(Stored entries)
============
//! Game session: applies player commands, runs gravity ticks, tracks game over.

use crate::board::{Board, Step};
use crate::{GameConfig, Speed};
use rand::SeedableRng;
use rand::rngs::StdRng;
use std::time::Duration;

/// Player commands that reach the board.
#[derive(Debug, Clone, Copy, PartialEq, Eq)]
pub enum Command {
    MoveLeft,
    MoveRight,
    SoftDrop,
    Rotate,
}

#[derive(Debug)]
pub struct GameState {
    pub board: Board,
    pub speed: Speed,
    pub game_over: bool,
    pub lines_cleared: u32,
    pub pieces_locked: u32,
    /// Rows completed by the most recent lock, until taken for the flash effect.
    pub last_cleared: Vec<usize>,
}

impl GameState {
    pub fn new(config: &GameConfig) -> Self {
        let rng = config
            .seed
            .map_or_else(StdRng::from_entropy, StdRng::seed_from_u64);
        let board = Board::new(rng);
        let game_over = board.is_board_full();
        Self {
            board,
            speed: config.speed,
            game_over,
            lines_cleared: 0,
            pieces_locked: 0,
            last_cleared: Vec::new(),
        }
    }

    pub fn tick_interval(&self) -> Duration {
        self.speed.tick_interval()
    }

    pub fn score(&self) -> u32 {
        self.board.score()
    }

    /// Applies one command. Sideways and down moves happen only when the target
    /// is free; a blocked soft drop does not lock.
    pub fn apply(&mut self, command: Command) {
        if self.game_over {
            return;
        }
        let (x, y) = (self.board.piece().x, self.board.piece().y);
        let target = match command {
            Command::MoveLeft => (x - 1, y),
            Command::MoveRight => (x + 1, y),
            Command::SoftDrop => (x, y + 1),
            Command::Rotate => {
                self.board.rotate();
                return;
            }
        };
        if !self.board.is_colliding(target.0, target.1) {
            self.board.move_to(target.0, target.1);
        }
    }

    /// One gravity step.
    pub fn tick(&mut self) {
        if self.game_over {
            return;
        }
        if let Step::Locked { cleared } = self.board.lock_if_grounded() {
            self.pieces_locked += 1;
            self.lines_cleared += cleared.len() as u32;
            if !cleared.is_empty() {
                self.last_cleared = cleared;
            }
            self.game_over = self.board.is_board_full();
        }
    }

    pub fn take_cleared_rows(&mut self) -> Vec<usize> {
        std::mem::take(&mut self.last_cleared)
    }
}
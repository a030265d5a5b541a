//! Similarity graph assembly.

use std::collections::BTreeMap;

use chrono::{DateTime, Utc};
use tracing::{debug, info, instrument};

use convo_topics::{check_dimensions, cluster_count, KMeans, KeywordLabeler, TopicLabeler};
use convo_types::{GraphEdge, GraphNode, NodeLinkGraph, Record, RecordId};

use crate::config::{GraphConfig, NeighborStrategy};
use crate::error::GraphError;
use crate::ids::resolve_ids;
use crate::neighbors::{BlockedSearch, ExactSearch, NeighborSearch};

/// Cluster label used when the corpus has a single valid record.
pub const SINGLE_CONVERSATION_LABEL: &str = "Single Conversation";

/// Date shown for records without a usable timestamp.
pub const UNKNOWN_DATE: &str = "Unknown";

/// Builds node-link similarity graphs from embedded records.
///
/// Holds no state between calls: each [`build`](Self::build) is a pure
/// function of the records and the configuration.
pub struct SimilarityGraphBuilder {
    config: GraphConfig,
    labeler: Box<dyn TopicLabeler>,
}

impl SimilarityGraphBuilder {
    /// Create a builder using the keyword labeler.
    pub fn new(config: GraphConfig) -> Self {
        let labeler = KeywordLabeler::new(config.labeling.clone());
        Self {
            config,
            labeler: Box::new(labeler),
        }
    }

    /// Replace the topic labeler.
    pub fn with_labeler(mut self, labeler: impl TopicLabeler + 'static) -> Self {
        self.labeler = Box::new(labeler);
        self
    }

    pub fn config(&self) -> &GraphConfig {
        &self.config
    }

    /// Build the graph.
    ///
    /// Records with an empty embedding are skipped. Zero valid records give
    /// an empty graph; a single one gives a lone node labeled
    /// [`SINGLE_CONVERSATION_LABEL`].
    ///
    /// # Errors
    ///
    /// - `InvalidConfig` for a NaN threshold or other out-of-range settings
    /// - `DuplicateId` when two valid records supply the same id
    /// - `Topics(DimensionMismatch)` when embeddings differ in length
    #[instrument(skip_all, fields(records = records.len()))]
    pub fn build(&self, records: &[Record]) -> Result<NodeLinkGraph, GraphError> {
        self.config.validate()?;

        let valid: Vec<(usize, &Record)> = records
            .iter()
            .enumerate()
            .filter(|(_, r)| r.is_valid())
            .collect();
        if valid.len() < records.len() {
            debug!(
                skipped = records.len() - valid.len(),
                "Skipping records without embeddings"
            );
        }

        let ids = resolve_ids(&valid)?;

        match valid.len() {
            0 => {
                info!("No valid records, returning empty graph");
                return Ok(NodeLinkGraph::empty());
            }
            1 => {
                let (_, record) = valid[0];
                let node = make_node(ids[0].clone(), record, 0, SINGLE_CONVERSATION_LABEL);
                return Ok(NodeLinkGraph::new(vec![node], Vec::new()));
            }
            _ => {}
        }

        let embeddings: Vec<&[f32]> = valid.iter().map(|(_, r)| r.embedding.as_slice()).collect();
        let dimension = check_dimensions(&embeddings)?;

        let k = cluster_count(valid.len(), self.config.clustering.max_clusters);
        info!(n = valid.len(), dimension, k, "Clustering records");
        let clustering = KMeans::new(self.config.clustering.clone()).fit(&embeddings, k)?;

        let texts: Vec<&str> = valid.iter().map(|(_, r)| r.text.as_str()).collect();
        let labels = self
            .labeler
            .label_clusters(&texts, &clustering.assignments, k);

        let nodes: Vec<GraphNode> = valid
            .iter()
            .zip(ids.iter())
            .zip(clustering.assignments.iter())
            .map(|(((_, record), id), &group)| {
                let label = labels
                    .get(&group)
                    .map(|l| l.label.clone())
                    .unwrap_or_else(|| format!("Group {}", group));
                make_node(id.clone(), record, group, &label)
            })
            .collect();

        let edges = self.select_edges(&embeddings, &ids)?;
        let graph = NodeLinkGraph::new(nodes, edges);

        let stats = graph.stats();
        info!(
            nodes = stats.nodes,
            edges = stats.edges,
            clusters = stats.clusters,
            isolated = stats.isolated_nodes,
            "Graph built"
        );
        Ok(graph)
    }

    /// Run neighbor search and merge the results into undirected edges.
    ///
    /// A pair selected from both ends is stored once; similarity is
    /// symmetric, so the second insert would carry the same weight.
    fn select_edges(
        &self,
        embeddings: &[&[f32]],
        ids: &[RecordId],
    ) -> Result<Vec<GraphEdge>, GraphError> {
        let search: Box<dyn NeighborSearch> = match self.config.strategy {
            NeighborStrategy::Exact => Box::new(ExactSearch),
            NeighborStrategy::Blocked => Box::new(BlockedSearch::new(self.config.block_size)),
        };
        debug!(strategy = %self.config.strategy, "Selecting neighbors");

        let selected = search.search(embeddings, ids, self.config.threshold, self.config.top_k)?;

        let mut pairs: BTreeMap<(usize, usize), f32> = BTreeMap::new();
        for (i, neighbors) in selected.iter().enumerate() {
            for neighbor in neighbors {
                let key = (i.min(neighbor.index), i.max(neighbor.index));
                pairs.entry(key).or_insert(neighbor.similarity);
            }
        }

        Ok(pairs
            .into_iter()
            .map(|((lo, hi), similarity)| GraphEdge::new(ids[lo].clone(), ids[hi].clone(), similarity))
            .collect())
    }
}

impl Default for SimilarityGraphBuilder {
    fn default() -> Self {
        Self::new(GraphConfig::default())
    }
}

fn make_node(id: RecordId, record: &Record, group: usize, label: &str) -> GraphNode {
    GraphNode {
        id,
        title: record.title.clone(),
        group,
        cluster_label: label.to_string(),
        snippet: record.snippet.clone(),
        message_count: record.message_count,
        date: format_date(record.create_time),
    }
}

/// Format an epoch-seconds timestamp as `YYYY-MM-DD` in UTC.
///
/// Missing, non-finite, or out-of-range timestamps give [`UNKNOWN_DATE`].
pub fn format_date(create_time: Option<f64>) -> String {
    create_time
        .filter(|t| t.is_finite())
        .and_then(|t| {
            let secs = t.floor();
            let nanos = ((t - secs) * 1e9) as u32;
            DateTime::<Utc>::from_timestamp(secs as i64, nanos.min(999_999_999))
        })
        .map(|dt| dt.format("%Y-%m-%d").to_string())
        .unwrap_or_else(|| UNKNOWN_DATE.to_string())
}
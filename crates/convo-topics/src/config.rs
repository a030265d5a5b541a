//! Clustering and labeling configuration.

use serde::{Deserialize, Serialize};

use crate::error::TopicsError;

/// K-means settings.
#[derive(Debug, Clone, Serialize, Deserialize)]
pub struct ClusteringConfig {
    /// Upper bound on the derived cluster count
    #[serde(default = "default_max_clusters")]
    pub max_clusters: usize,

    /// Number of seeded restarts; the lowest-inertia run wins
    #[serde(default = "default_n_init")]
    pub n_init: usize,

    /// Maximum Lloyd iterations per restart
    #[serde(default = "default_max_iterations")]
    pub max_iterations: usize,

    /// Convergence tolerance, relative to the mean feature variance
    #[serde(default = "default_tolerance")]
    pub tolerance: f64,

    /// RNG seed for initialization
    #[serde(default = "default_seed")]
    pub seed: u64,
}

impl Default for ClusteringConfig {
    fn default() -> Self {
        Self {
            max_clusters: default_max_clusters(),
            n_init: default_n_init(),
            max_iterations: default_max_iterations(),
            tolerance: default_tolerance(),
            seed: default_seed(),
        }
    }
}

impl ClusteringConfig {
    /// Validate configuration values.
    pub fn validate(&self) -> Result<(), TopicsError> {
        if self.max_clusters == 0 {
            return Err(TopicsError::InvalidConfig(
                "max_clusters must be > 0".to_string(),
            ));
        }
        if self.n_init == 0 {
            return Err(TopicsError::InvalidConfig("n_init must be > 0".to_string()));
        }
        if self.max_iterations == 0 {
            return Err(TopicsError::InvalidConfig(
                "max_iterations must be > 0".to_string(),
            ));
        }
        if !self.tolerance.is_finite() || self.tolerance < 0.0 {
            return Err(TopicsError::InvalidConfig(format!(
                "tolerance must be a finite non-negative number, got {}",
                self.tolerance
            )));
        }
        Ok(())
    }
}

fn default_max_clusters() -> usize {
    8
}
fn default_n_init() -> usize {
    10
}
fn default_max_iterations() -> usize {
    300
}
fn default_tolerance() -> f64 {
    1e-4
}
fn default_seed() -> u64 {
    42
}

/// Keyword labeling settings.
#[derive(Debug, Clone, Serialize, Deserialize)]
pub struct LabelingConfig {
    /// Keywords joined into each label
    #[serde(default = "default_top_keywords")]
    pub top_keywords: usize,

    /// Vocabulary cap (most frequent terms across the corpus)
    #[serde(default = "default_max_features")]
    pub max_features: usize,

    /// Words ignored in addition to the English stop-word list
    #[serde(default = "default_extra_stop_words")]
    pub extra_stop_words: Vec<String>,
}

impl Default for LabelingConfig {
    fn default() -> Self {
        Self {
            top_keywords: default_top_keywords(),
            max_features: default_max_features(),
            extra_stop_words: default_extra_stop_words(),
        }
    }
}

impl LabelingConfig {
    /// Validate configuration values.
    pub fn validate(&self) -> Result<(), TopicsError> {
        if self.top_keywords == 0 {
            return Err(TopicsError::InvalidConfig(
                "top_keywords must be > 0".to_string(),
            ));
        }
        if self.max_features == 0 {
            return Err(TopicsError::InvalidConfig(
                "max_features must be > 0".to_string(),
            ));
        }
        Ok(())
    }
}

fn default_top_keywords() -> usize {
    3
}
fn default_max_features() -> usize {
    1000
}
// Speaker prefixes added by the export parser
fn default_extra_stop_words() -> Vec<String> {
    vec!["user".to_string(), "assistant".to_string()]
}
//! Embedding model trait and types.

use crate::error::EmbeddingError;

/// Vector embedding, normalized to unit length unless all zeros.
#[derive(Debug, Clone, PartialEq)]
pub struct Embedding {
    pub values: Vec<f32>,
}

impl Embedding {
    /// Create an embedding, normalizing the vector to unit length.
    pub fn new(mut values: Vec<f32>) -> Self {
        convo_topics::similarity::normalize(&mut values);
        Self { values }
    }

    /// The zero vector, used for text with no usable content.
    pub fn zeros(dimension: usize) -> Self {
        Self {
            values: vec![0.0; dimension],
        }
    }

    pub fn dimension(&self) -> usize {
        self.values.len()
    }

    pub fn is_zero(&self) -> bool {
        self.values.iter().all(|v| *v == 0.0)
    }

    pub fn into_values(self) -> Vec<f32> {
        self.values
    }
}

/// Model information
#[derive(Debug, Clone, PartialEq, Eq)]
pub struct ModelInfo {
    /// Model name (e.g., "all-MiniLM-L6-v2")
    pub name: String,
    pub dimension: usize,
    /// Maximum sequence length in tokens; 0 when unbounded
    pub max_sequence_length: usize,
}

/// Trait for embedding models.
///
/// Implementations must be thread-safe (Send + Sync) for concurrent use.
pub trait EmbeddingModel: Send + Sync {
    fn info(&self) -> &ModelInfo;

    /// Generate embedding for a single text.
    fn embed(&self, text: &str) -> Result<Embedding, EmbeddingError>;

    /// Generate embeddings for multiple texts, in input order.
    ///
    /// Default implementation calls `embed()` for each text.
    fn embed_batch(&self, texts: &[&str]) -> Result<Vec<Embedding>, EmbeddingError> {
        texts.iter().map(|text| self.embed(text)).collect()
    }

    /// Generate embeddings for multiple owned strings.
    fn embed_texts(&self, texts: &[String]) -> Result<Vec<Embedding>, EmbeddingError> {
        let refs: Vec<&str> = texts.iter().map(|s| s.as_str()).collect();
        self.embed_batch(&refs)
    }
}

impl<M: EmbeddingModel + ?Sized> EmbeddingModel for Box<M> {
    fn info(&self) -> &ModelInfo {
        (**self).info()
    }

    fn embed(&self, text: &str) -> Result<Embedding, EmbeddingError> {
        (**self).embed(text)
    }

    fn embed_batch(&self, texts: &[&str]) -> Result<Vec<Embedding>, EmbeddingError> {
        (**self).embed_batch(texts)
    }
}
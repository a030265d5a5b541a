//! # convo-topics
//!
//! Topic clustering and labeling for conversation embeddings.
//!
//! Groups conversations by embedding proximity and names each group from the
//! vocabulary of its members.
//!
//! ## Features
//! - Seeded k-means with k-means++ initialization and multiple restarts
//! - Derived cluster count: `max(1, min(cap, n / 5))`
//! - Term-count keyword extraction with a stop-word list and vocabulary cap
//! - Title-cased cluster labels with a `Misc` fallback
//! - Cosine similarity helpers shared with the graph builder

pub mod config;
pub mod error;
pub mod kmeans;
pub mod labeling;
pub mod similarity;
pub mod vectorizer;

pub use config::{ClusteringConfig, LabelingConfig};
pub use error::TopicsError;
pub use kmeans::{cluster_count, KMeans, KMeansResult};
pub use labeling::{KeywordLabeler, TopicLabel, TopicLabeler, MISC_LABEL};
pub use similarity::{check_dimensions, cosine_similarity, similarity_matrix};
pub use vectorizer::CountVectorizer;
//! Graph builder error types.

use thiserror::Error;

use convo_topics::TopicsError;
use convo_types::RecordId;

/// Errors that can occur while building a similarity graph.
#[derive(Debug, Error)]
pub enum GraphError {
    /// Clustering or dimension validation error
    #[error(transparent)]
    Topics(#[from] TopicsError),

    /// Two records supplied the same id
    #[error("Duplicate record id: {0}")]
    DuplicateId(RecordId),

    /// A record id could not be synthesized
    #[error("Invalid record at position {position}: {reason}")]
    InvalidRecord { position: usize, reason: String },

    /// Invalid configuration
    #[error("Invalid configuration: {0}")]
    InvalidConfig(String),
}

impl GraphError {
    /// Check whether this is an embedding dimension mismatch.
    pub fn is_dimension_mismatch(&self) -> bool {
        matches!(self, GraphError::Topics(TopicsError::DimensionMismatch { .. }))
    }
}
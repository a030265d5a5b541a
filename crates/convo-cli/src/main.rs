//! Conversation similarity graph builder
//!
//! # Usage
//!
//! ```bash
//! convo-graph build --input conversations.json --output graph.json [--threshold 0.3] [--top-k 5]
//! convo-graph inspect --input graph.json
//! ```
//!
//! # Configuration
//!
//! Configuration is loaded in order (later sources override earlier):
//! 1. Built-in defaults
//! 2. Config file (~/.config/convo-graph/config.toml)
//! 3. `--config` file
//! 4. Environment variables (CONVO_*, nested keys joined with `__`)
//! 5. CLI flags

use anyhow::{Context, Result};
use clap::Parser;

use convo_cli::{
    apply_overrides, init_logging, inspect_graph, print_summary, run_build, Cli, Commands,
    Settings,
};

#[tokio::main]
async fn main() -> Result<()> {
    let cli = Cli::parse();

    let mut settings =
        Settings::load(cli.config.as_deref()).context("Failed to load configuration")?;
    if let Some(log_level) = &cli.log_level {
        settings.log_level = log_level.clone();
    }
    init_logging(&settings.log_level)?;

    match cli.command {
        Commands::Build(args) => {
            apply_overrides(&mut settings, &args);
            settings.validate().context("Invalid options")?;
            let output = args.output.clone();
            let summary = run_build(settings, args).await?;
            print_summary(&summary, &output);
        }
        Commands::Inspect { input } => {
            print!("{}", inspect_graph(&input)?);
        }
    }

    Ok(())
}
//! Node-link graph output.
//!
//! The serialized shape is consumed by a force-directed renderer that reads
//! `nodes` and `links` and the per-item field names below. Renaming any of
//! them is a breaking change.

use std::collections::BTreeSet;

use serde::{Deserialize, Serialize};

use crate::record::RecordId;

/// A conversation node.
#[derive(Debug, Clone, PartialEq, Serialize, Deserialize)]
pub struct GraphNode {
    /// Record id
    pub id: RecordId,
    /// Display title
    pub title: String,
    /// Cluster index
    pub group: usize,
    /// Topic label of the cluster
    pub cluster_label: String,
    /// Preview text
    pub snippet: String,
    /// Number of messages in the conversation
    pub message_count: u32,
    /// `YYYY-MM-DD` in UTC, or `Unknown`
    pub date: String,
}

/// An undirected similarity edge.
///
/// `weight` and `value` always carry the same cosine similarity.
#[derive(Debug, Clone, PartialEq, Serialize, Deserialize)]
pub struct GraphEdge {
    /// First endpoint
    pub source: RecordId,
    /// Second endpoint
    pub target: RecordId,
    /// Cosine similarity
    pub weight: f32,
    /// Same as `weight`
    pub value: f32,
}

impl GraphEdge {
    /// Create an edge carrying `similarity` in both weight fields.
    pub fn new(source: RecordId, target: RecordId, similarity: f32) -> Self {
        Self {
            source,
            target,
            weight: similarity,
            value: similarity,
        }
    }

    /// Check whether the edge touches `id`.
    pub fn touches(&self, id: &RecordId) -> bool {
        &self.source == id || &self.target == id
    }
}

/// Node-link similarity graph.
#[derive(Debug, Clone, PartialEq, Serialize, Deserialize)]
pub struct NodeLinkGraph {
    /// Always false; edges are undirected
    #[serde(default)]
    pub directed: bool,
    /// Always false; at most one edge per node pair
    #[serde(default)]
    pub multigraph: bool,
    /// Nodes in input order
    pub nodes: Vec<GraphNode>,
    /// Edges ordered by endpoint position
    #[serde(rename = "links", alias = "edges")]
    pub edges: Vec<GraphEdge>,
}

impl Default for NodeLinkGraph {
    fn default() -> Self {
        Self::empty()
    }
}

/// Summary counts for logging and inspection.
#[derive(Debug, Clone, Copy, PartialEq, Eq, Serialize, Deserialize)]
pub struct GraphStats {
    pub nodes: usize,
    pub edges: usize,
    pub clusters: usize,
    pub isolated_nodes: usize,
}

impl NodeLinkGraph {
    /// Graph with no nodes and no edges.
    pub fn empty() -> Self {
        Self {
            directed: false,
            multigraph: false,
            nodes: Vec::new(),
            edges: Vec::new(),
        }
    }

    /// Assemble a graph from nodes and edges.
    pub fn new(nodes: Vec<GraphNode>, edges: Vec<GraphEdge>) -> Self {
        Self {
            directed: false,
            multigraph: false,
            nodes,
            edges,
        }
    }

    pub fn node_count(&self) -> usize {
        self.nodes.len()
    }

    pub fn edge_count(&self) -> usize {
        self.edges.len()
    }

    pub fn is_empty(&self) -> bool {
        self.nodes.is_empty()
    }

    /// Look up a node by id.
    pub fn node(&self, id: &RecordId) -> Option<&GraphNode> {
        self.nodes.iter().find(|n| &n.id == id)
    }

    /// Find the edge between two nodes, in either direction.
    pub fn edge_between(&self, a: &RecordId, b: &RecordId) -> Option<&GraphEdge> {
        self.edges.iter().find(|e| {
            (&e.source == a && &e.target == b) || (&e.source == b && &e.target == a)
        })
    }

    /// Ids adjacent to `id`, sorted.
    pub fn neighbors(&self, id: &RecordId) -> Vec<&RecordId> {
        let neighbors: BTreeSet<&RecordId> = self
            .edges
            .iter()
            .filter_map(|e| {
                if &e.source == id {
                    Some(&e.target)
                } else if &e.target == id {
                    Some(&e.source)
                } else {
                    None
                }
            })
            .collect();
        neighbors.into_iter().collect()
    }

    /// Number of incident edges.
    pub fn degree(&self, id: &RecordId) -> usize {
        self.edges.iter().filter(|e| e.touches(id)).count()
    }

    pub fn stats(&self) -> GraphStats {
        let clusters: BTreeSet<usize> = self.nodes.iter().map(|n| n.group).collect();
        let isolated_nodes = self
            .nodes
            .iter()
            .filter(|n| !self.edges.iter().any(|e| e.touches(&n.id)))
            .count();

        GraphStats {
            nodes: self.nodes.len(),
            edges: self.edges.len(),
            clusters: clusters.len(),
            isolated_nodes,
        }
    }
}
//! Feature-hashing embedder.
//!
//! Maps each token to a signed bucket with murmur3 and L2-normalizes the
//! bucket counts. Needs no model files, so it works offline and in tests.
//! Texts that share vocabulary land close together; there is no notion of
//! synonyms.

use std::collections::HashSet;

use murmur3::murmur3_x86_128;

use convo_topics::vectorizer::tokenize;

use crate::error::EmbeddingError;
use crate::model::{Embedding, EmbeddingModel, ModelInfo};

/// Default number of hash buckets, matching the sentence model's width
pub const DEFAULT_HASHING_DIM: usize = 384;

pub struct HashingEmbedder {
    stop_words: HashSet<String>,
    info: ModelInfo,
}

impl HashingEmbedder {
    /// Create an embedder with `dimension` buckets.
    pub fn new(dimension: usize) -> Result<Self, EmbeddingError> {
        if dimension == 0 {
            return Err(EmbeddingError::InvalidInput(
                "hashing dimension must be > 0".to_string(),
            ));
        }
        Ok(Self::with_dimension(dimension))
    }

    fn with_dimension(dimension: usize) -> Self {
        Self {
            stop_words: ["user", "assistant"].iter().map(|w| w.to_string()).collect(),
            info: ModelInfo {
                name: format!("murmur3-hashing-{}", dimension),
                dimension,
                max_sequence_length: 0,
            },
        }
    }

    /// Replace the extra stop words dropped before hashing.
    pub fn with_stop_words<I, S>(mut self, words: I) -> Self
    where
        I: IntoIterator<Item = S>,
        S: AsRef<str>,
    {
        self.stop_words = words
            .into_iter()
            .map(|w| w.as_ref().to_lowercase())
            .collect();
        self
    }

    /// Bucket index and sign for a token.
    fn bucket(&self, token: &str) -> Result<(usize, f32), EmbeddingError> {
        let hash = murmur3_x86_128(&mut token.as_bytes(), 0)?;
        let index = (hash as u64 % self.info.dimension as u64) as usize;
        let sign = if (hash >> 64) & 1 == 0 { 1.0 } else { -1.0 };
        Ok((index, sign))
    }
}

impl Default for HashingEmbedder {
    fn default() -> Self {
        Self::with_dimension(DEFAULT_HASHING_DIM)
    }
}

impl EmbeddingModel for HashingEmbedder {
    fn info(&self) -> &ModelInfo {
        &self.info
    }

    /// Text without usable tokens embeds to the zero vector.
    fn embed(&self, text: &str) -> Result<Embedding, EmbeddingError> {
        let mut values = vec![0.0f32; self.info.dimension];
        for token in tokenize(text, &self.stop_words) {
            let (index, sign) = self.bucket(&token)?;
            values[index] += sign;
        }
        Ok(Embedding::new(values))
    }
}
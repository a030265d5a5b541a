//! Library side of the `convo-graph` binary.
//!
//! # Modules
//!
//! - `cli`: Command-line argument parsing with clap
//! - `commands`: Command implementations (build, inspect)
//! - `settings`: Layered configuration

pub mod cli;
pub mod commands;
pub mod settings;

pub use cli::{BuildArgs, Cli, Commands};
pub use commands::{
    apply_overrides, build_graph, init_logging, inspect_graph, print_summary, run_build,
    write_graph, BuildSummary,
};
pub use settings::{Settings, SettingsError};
============
If a line in the records above contains "undirected", copy that line.

    /// Run neighbor search and merge the results into undirected edges.
/// An undirected similarity edge.
    /// Always false; edges are undirected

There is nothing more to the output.